Le trésor de Monte-Cristo
Jules Lermina
640 pages Imprimerie Charaire et fils - 1885 - France Roman
Intérêt: **
Publié sans nom d'auteur, ce gros volume est bien la
suite du Fils
de Monte-Cristo de Jules Lermina. En
premier lieu, le livre commence là où l'autre finit,
avec la mort du comte qui jette à la mer un flacon
contenant son testament et les indications permettant de
trouver la cachette de son trésor. En deuxième lieu, une
conversation entre deux personnages du livre, qui
évoquent l'assassinat d'Espérance, le fils de
Monte-Cristo, par Benedetto est accompagnée de la note
de bas de page suivante: "Ces aventures ont été
racontées par l'auteur de ce roman dans le Fils de
Monte-Cristo".
La structure de ce
roman est complexe, même s'il est nettement moins long
que Le fils de Monte-Cristo. Le prologue
intitulé Le serment du nihiliste commence donc
avec un rappel de la scène où Monte-Cristo lance son
testament à la mer, dans une bouteille. L'action se
déplace ensuite à Paris, où une nihiliste russe, Véra,
vient tirer le comte Serge Soïloff de son exil doré en
France et le rappelle à son serment de révolutionnaire
décidé à renverser le régime tsariste. Serge décide de
repartir à Moscou et laisse ses biens à son meilleur
ami, le docteur Houdas, en en faisant son héritier s'il
ne revient pas au bout d'un an. Pour s'accaparer cette
fortune, Houdas dénonce Serge à la police russe. Arrivé
à Moscou, celui-ci est aussitôt arrêté et expédié en
Sibérie.
La première partie, Le ressuscité, raconte la
captivité de Serge dans le bagne sibérien dirigé par le
comte Potoleff et l'expédition montée par Véra et un
groupe d'aventuriers excentriques, le Club des
Terre-Neuve, pour le délivrer. Le captif s'enfuit, seul,
et trouve dans les eaux arctiques la bouteille contenant
le testament du comte de Monte-Cristo.
Dans la deuxième partie, Le testament mystérieux,
Soïloff, qui a atteint Paris, tente de décrypter le plan
du trésor de Monte-Cristo avec l'aide d'Houdas, dont il
ne connaît pas la trahison. Serge veut cette fortune
pour financer le soulèvement mondial des opprimés contre
les tyrans, Houdas la convoite pour lui. Après bien des
péripéties, la trahison de ce dernier est révélée et le
message est décrypté. Celui-ci mène Soïloff à Marseille,
dans une maison gardée par un vieil homme, Ali, le
dernier survivant des proches serviteurs de
Monte-Cristo.
A son insu, Ali est surveillé depuis des années par...

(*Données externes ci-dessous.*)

//! User-facing messages for failed backend calls, one per failure category.

use shared::error::{ApiError, FailureKind};
use views::screens::FormError;

pub fn describe(action: &str, err: &ApiError) -> String {
    let hint = match err.kind {
        FailureKind::Status => match err.status {
            Some(status) => {
                format!("The inventory server answered with an unexpected status (HTTP {status}).")
            }
            None => "The inventory server answered with an unexpected status.".to_string(),
        },
        kind => generic_hint(kind).to_string(),
    };
    format!("Could not {action}. {hint}\n  detail: {}", err.message)
}

fn generic_hint(kind: FailureKind) -> &'static str {
    match kind {
        FailureKind::Network => "Inventory server unreachable; check the API URL or network and retry.",
        FailureKind::Validation => "The server rejected the data; review the values and try again.",
        FailureKind::NotFound => "The record no longer exists; reload and try again.",
        FailureKind::Conflict => "The record conflicts with existing data (duplicate key or linked records).",
        FailureKind::Server => "The inventory server failed while handling the request; try again later.",
        FailureKind::Status => "The inventory server answered with an unexpected status.",
        FailureKind::Malformed => "The inventory server sent a response this dashboard cannot read.",
    }
}

pub fn form_rejected(action: &str, err: &FormError) -> String {
    format!("Cannot {action}: {err}.")
}

/// Wraps a fetch failure into an `anyhow` error carrying the targeted message.
pub fn failure(action: &str, err: impl Into<ApiError>) -> anyhow::Error {
    anyhow::anyhow!(describe(action, &err.into()))
}
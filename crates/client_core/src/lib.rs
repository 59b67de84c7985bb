use std::time::Duration;

use reqwest::{Client, RequestBuilder, Response};
use serde::de::DeserializeOwned;
use shared::{
    domain::{Product, ProductCode, Ruc, Supplier, Transaction, TransactionId},
    protocol::TransactionQuery,
};
use tracing::{debug, warn};
use url::Url;

pub mod error;
mod joined;
mod lenient;
mod slot;

pub use error::FetchError;
pub use joined::{
    load_inventory, load_movements, load_supplier_directory, MovementsData, SupplierDirectory,
};
pub use lenient::LenientClient;
pub use slot::RequestSlot;

pub const DEFAULT_API_URL: &str = "http://localhost:8081/api";

const PRODUCTS: &str = "productos";
const SUPPLIERS: &str = "proveedores";
const TRANSACTIONS: &str = "transacciones";

/// Typed client for the inventory REST backend. Every call reports a
/// categorized [`FetchError`]; see [`LenientClient`] for the swallow-and-log
/// flavour used by list screens.
#[derive(Debug, Clone)]
pub struct InventoryClient {
    http: Client,
    base_url: Url,
}

impl InventoryClient {
    pub fn new(base_url: &str) -> Result<Self, FetchError> {
        Self::with_timeout(base_url, None)
    }

    pub fn with_timeout(base_url: &str, timeout: Option<Duration>) -> Result<Self, FetchError> {
        let parsed = Url::parse(base_url)
            .map_err(|err| FetchError::InvalidUrl(format!("{base_url}: {err}")))?;
        if parsed.cannot_be_a_base() {
            return Err(FetchError::InvalidUrl(format!(
                "{base_url}: not usable as a base url"
            )));
        }

        let mut builder = Client::builder();
        if let Some(timeout) = timeout {
            builder = builder.timeout(timeout);
        }
        let http = builder
            .build()
            .map_err(|source| FetchError::transport(&parsed, source))?;

        Ok(Self {
            http,
            base_url: parsed,
        })
    }

    pub fn base_url(&self) -> &Url {
        &self.base_url
    }

    pub fn lenient(&self) -> LenientClient {
        LenientClient::new(self.clone())
    }

    pub async fn list_products(&self) -> Result<Vec<Product>, FetchError> {
        let url = self.endpoint(&[PRODUCTS])?;
        self.get_json(url).await
    }

    pub async fn get_product(&self, code: &ProductCode) -> Result<Product, FetchError> {
        let url = self.endpoint(&[PRODUCTS, code.as_str()])?;
        self.get_json(url).await
    }

    pub async fn create_product(&self, product: &Product) -> Result<(), FetchError> {
        let url = self.endpoint(&[PRODUCTS])?;
        self.write(&url, self.http.post(url.clone()).json(product))
            .await
    }

    pub async fn update_product(
        &self,
        code: &ProductCode,
        product: &Product,
    ) -> Result<(), FetchError> {
        let url = self.endpoint(&[PRODUCTS, code.as_str()])?;
        self.write(&url, self.http.put(url.clone()).json(product))
            .await
    }

    pub async fn delete_product(&self, code: &ProductCode) -> Result<(), FetchError> {
        let url = self.endpoint(&[PRODUCTS, code.as_str()])?;
        self.write(&url, self.http.delete(url.clone())).await
    }

    pub async fn list_suppliers(&self) -> Result<Vec<Supplier>, FetchError> {
        let url = self.endpoint(&[SUPPLIERS])?;
        self.get_json(url).await
    }

    pub async fn create_supplier(&self, supplier: &Supplier) -> Result<(), FetchError> {
        let url = self.endpoint(&[SUPPLIERS])?;
        self.write(&url, self.http.post(url.clone()).json(supplier))
            .await
    }

    pub async fn update_supplier(&self, ruc: &Ruc, supplier: &Supplier) -> Result<(), FetchError> {
        let url = self.endpoint(&[SUPPLIERS, ruc.as_str()])?;
        self.write(&url, self.http.put(url.clone()).json(supplier))
            .await
    }

    pub async fn delete_supplier(&self, ruc: &Ruc) -> Result<(), FetchError> {
        let url = self.endpoint(&[SUPPLIERS, ruc.as_str()])?;
        self.write(&url, self.http.delete(url.clone())).await
    }

    pub async fn list_transactions(&self) -> Result<Vec<Transaction>, FetchError> {
        let url = self.endpoint(&[TRANSACTIONS])?;
        self.get_json(url).await
    }

    pub async fn get_transaction(&self, id: TransactionId) -> Result<Transaction, FetchError> {
        let id = id.to_string();
        let url = self.endpoint(&[TRANSACTIONS, &id])?;
        self.get_json(url).await
    }

    pub async fn create_transaction(&self, transaction: &Transaction) -> Result<(), FetchError> {
        let url = self.endpoint(&[TRANSACTIONS])?;
        self.write(&url, self.http.post(url.clone()).json(transaction))
            .await
    }

    pub async fn filter_transactions(
        &self,
        query: &TransactionQuery,
    ) -> Result<Vec<Transaction>, FetchError> {
        let url = self.endpoint(&[TRANSACTIONS, "filtrar"])?;
        self.read_json(&url, self.http.get(url.clone()).query(query))
            .await
    }

    pub async fn transaction_report(
        &self,
        query: &TransactionQuery,
    ) -> Result<Vec<Transaction>, FetchError> {
        let url = self.endpoint(&[TRANSACTIONS, "reporte"])?;
        self.read_json(&url, self.http.get(url.clone()).query(query))
            .await
    }

    pub async fn low_stock(&self, threshold: i64) -> Result<Vec<Product>, FetchError> {
        let threshold = threshold.to_string();
        let url = self.endpoint(&[TRANSACTIONS, "stock-bajo", &threshold])?;
        self.get_json(url).await
    }

    pub async fn inventory_value(&self) -> Result<f64, FetchError> {
        let url = self.endpoint(&[TRANSACTIONS, "valor-total"])?;
        self.get_json(url).await
    }

    pub async fn expiring_soon(&self) -> Result<Vec<Product>, FetchError> {
        let url = self.endpoint(&[TRANSACTIONS, "vencimiento-proximo"])?;
        self.get_json(url).await
    }

    fn endpoint(&self, segments: &[&str]) -> Result<Url, FetchError> {
        let mut url = self.base_url.clone();
        url.path_segments_mut()
            .map_err(|()| FetchError::InvalidUrl(self.base_url.to_string()))?
            .pop_if_empty()
            .extend(segments);
        Ok(url)
    }

    async fn get_json<T: DeserializeOwned>(&self, url: Url) -> Result<T, FetchError> {
        let request = self.http.get(url.clone());
        self.read_json(&url, request).await
    }

    async fn read_json<T: DeserializeOwned>(
        &self,
        url: &Url,
        request: RequestBuilder,
    ) -> Result<T, FetchError> {
        let response = self.send(url, request).await?;
        let body = response
            .bytes()
            .await
            .map_err(|source| FetchError::transport(url, source))?;
        serde_json::from_slice(&body).map_err(|source| FetchError::Malformed {
            url: url.to_string(),
            source,
        })
    }

    /// Mutations only look at the status line; the body is ignored.
    async fn write(&self, url: &Url, request: RequestBuilder) -> Result<(), FetchError> {
        let response = self.send(url, request).await?;
        debug!(%url, status = response.status().as_u16(), "inventory write accepted");
        Ok(())
    }

    async fn send(&self, url: &Url, request: RequestBuilder) -> Result<Response, FetchError> {
        let response = request
            .send()
            .await
            .map_err(|source| FetchError::transport(url, source))?;
        let status = response.status();
        if status.is_success() {
            return Ok(response);
        }

        let body = response.text().await.unwrap_or_default();
        warn!(%url, status = status.as_u16(), "inventory api rejected request");
        Err(FetchError::status(url, status.as_u16(), &body))
    }
}

#[cfg(test)]
#[path = "tests/lib_tests.rs"]
mod tests;
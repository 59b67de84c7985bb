//! View models for each dashboard screen. They own the fetched collections,
//! the active filter and the table that renders the filtered rows.

use thiserror::Error;

use crate::table::Action;

pub mod home;
pub mod products;
pub mod quotation;
pub mod suppliers;
pub mod transactions;

/// Stock strictly below this counts as critical on the overview screens.
pub const DEFAULT_LOW_STOCK_THRESHOLD: i64 = 10;

/// Number of most recent records listed on the home screen.
pub const RECENT_ROWS: usize = 5;

pub const DETAIL_ACTION: &str = "detail";

/// Rejections raised by the create/edit forms before anything is sent.
#[derive(Debug, Clone, PartialEq, Eq, Error)]
pub enum FormError {
    #[error("{0} is required")]
    Missing(&'static str),
    #[error("{0} must be a positive whole number")]
    NotPositive(&'static str),
    #[error("unknown {entity} '{key}'")]
    Unknown { entity: &'static str, key: String },
}

pub(crate) fn detail_action(key: &str) -> Action {
    Action {
        id: format!("{DETAIL_ACTION}:{key}"),
        label: "View".to_string(),
    }
}

/// Record key carried by a detail action, if `action` is one.
pub fn detail_target(action: &Action) -> Option<&str> {
    action
        .id
        .strip_prefix(DETAIL_ACTION)
        .and_then(|rest| rest.strip_prefix(':'))
}

pub(crate) fn required<'a>(value: &'a str, field: &'static str) -> Result<&'a str, FormError> {
    let value = value.trim();
    if value.is_empty() {
        return Err(FormError::Missing(field));
    }
    Ok(value)
}

fn last_n<T: Clone>(items: &[T], n: usize) -> Vec<T> {
    items[items.len().saturating_sub(n)..].to_vec()
}
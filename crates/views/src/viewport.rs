use tokio::sync::watch;

/// Terminals narrower than this many columns get the card layout.
pub const DEFAULT_MOBILE_BREAKPOINT: u16 = 80;

#[derive(Debug, Clone, Copy, PartialEq, Eq)]
pub enum LayoutMode {
    Desktop,
    Mobile,
}

impl LayoutMode {
    pub fn for_width(width: u16, breakpoint: u16) -> Self {
        if width < breakpoint {
            Self::Mobile
        } else {
            Self::Desktop
        }
    }
}

/// Publishing half: whoever measures the terminal pushes widths here.
pub struct ViewportObserver {
    width: watch::Sender<u16>,
    breakpoint: u16,
}

impl ViewportObserver {
    pub fn new(initial_width: u16, breakpoint: u16) -> Self {
        let (width, _) = watch::channel(initial_width);
        Self { width, breakpoint }
    }

    /// Records a new width; returns whether it differed from the last one.
    pub fn publish(&self, width: u16) -> bool {
        self.width.send_if_modified(|current| {
            if *current == width {
                return false;
            }
            *current = width;
            true
        })
    }

    pub fn watch(&self) -> ViewportWatch {
        ViewportWatch {
            width: self.width.subscribe(),
            breakpoint: self.breakpoint,
        }
    }
}

#[derive(Debug, Clone)]
pub struct ViewportWatch {
    width: watch::Receiver<u16>,
    breakpoint: u16,
}

impl ViewportWatch {
    pub fn width(&self) -> u16 {
        *self.width.borrow()
    }

    pub fn layout(&self) -> LayoutMode {
        LayoutMode::for_width(self.width(), self.breakpoint)
    }

    pub fn is_mobile(&self) -> bool {
        self.layout() == LayoutMode::Mobile
    }

    /// Resolves on the next published width. `None` once the observer is gone.
    pub async fn changed(&mut self) -> Option<LayoutMode> {
        self.width.changed().await.ok()?;
        let width = *self.width.borrow_and_update();
        Some(LayoutMode::for_width(width, self.breakpoint))
    }
}
use super::*;

use chrono::NaiveDate;
use shared::{
    domain::TransactionId,
    error::{ApiException, FailureKind},
};

fn at(day: u32, hour: u32) -> NaiveDateTime {
    NaiveDate::from_ymd_opt(2025, 3, day)
        .and_then(|date| date.and_hms_opt(hour, 30, 0))
        .expect("valid timestamp")
}

fn products() -> Vec<Product> {
    vec![
        Product::new("P-001", "Laptop", 2500.0, 3),
        Product::new("P-002", "Mouse", 20.0, 50),
    ]
}

fn movement(id: i64, kind: TransactionKind, product: &Product, user: &str, day: u32) -> Transaction {
    Transaction {
        id: Some(TransactionId(id)),
        kind,
        occurred_at: Some(at(day, 18)),
        quantity: 2,
        product: Some(product.clone()),
        reason: Some("restock".into()),
        note: None,
        user: Some(user.into()),
        supplier_ruc: None,
        client_id: None,
    }
}

fn history() -> Vec<Transaction> {
    let products = products();
    vec![
        movement(1, TransactionKind::Entry, &products[0], "ana", 1),
        movement(2, TransactionKind::Exit, &products[1], "luis", 5),
        movement(3, TransactionKind::Exit, &products[0], "ana", 10),
    ]
}

fn ids(filter: &TransactionFilter) -> Vec<i64> {
    filter
        .apply(&history())
        .iter()
        .filter_map(|transaction| transaction.id.map(|id| id.0))
        .collect()
}

#[test]
fn free_text_searches_kind_product_and_user() {
    let by_user = TransactionFilter {
        text: TextQuery::new("LUIS"),
        ..TransactionFilter::default()
    };
    assert_eq!(ids(&by_user), vec![2]);

    let by_product = TransactionFilter {
        text: TextQuery::new("lap"),
        ..TransactionFilter::default()
    };
    assert_eq!(ids(&by_product), vec![1, 3]);

    let by_kind = TransactionFilter {
        text: TextQuery::new("salida"),
        ..TransactionFilter::default()
    };
    assert_eq!(ids(&by_kind), vec![2, 3]);
}

#[test]
fn structured_criteria_are_anded() {
    let filter = TransactionFilter {
        kind: Some(TransactionKind::Exit),
        product_code: Some("P-001".into()),
        user: TextQuery::new("an"),
        ..TransactionFilter::default()
    };
    assert_eq!(ids(&filter), vec![3]);
}

#[test]
fn date_range_includes_whole_end_day() {
    let filter = TransactionFilter {
        dates: InclusiveRange::new(
            NaiveDate::from_ymd_opt(2025, 3, 1),
            NaiveDate::from_ymd_opt(2025, 3, 5),
        ),
        ..TransactionFilter::default()
    };
    assert_eq!(ids(&filter), vec![1, 2]);
}

#[test]
fn kpis_count_kinds_and_low_stock() {
    let kpis = TransactionKpis::compute(&history(), &products(), 10);
    assert_eq!(
        kpis,
        TransactionKpis {
            total: 3,
            entries: 1,
            exits: 2,
            low_stock_products: 1,
        }
    );
}

#[test]
fn movement_form_validates_before_building_a_transaction() {
    let products = products();
    let now = at(20, 9);
    let mut form = MovementForm {
        product_code: "P-002".into(),
        quantity: "0".into(),
        reason: "sale".into(),
        ..MovementForm::default()
    };
    assert_eq!(
        form.validate(&products, now),
        Err(FormError::NotPositive("quantity"))
    );

    form.quantity = "abc".into();
    assert_eq!(
        form.validate(&products, now),
        Err(FormError::NotPositive("quantity"))
    );

    form.reason.clear();
    form.quantity = "3".into();
    assert_eq!(form.validate(&products, now), Err(FormError::Missing("reason")));

    form.reason = "sale".into();
    form.product_code = "P-404".into();
    assert!(matches!(
        form.validate(&products, now),
        Err(FormError::Unknown { entity: "product", .. })
    ));

    form.product_code = "P-002".into();
    form.kind = TransactionKind::Exit;
    let transaction = form.validate(&products, now).expect("valid movement");
    assert_eq!(transaction.quantity, 3);
    assert_eq!(transaction.stock_delta(), -3);
    assert_eq!(transaction.user.as_deref(), Some(DASHBOARD_USER));
    assert_eq!(transaction.note, None);
    assert_eq!(transaction.occurred_at, Some(now));
}

#[test]
fn failed_joined_load_shows_nothing() {
    let mut screen = TransactionsScreen::new(10);
    screen.begin_load();
    screen.apply(Err::<Movements, _>(ApiException::new(FailureKind::Server, "down")));

    assert!(screen.transactions().is_empty());
    assert!(screen.products().is_empty());
    assert_eq!(screen.kpis().total, 0);
    assert!(screen.state().error().is_some());
}

#[test]
fn reload_after_registering_keeps_products() {
    let mut screen = TransactionsScreen::new(2).with_threshold(5);
    screen.apply(Ok::<_, ApiException>(Movements {
        transactions: history(),
        products: products(),
    }));
    assert_eq!(screen.table().page_count(), 2);
    assert_eq!(screen.kpis().low_stock_products, 1);

    let mut updated = history();
    updated.truncate(1);
    screen.replace_transactions(updated);
    assert_eq!(screen.table().len(), 1);
    assert_eq!(screen.products().len(), 2);
    assert_eq!(transaction_row(&screen.table().data()[0])[6], Cell::text("2025-03-01 18:30"));
}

Benedetto, que l'on avait cru mort dans Le fils de
Monte-Cristo, mais qui est revenu et attend sa
vengeance.
Ali emmène le héros jusqu'au trésor, dans une île de la
Méditerranée, suivi de Benedetto. Mais au moment précis
de la découverte du trésor, un tremblement de terre fait
s'effondrer la grotte de la cachette...
La dernière partie du livre, La résurrection de
Monte-Cristo, commence par la tentative de
suicide, à Paris, de Valentin Morel et de sa femme. Au
dernier moment, une apparition les sauve: celle de
quelqu'un qui semble bien être le comte de Monte-Cristo
lui-même. L'histoire de Valentin est alors racontée: il
est le fils de Maximilien Morel et de Valentine de
Villefort, partis tous deux en Inde, puisque Le
fils de Monte-Cristo avait révélé, sans
s'étendre, que Valentine était en réalité la fille d'un
prince indien. Les aventures de ces derniers sont
détaillées, ainsi que celles de Valentin, devenu
champion de la lutte pour l'indépendance de l'Inde.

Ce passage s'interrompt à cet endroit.